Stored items
----

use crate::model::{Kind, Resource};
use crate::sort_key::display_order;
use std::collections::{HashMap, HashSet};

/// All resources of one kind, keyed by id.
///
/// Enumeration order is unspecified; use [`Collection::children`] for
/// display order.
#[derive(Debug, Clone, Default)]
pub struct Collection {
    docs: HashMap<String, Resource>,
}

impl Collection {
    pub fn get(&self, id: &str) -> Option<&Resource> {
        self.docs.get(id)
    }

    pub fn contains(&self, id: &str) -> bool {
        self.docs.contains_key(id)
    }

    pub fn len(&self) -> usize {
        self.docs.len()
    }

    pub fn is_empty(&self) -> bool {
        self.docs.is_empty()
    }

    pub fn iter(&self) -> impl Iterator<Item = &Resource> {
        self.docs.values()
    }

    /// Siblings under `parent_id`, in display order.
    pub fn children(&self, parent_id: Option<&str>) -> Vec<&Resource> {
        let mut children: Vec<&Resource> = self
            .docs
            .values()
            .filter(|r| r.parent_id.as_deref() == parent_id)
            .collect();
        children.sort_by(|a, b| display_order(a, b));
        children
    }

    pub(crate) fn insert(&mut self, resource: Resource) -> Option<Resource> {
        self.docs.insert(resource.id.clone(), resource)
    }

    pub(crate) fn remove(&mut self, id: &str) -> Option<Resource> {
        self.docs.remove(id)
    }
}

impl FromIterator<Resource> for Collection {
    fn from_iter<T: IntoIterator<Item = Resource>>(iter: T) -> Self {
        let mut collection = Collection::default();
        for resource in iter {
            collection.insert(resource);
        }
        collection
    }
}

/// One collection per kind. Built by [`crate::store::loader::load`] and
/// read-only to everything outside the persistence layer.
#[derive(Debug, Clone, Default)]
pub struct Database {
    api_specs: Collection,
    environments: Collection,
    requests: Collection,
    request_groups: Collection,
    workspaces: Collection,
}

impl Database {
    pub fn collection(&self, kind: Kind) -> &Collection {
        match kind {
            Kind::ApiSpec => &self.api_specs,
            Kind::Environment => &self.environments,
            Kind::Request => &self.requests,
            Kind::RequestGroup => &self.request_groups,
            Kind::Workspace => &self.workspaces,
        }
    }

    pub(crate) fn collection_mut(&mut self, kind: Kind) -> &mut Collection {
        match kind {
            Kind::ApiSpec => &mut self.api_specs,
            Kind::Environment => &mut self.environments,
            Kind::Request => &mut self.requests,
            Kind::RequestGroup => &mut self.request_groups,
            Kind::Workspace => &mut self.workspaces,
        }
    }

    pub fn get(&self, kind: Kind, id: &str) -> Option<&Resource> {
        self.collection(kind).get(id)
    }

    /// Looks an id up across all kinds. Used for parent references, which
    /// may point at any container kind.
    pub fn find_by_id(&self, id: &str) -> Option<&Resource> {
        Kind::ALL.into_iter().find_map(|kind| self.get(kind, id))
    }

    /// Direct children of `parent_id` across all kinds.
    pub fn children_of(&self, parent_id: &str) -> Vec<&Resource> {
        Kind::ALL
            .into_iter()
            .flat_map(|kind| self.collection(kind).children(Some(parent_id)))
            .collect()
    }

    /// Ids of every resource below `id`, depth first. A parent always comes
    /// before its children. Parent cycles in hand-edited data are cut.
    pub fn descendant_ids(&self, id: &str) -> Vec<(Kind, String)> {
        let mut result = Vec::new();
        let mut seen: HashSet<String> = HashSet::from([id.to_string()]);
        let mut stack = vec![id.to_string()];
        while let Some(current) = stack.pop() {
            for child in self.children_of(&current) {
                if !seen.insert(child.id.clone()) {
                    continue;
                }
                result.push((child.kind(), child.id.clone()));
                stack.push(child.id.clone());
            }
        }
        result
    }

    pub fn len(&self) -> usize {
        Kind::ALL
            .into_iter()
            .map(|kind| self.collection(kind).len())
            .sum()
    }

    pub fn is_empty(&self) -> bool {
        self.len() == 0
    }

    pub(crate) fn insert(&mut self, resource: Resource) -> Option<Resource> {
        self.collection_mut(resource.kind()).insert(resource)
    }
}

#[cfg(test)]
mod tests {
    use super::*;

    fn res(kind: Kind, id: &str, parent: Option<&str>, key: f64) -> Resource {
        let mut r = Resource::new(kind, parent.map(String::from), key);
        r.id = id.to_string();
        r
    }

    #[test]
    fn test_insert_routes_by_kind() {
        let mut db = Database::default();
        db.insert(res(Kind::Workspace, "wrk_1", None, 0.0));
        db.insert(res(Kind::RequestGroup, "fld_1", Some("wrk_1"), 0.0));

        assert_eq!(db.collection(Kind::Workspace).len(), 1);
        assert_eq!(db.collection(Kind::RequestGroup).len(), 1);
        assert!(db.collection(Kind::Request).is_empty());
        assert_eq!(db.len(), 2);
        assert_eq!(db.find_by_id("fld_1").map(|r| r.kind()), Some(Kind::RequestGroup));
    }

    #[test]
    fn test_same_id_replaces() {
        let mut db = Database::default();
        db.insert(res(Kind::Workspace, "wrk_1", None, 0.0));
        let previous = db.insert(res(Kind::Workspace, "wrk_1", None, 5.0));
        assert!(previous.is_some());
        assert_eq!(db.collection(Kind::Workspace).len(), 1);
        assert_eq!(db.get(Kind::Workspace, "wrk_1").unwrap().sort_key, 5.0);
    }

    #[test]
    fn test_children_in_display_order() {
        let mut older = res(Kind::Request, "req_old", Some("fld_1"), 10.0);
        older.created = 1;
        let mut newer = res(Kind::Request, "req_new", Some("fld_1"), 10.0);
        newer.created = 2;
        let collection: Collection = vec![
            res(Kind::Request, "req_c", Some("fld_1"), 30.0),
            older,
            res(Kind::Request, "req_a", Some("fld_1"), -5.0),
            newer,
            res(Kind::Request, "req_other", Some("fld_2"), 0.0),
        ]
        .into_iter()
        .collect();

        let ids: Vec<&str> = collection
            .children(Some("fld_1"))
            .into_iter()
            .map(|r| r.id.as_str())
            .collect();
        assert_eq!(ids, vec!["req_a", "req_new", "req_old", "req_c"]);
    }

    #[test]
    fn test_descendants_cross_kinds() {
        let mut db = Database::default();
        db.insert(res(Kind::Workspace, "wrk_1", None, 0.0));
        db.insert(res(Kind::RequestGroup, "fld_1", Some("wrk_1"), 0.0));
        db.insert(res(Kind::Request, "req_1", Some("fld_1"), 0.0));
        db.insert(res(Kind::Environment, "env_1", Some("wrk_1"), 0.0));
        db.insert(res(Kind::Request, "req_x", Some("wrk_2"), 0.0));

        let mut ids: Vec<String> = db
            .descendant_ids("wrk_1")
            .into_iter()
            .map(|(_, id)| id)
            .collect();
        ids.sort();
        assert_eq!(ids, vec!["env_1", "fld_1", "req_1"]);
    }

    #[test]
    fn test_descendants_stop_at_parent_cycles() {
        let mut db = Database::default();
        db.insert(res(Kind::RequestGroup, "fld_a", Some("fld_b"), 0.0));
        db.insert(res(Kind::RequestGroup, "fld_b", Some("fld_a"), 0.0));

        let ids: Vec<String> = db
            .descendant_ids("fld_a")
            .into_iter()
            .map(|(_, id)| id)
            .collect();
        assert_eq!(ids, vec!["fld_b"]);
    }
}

----

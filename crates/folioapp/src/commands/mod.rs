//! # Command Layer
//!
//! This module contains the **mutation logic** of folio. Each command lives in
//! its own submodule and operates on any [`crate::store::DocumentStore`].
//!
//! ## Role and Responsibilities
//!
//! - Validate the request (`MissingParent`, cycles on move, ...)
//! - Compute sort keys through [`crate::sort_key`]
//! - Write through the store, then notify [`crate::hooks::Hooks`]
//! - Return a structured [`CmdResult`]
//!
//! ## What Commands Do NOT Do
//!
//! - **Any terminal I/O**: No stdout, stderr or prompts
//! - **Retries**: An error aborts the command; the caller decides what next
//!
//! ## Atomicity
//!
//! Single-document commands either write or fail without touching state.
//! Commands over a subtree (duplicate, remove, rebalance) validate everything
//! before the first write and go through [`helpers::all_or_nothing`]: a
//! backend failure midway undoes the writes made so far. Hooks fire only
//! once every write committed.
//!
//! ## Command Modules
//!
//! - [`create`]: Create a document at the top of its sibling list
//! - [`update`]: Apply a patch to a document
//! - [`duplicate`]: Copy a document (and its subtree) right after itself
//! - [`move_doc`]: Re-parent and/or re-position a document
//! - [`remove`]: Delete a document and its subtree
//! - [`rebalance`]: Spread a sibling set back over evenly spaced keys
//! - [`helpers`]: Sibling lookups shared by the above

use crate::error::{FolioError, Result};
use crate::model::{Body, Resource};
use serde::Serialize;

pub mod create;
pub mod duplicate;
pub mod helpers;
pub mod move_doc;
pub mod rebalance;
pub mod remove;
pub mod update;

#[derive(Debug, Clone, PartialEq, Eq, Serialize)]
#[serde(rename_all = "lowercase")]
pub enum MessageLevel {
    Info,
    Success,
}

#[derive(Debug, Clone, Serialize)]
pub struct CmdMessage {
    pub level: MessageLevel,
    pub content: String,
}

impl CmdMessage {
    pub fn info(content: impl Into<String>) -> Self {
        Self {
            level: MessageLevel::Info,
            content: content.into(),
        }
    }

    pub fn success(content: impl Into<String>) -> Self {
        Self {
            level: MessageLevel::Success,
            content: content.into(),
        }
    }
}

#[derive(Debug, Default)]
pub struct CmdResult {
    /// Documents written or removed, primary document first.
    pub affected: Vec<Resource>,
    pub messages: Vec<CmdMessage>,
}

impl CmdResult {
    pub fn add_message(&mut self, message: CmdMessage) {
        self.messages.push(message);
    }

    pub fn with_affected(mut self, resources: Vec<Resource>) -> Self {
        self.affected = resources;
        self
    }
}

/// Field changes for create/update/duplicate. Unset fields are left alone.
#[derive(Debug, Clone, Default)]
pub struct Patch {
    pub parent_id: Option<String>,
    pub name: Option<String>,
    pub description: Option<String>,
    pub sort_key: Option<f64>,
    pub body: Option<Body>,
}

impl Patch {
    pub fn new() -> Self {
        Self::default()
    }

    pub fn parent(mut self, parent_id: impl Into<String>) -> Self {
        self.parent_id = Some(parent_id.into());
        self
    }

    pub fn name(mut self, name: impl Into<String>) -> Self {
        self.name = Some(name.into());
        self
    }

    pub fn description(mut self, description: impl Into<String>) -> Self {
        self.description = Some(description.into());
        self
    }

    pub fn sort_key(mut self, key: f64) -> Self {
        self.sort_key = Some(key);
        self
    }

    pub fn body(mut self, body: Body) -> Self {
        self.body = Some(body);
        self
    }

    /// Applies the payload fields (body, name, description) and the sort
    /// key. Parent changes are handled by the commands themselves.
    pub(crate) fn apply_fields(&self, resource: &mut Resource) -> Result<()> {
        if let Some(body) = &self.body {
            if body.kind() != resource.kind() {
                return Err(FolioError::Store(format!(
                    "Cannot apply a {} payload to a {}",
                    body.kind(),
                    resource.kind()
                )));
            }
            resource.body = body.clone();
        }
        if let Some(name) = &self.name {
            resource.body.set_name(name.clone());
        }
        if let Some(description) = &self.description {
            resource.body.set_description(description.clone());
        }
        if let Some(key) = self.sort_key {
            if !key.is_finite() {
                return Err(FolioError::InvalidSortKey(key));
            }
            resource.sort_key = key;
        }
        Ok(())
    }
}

----

▶ [Assigned task] Determine the number of lines in the entries that contain the word "seen". Give that number and nothing more.

▶ [Solution for this problem] 2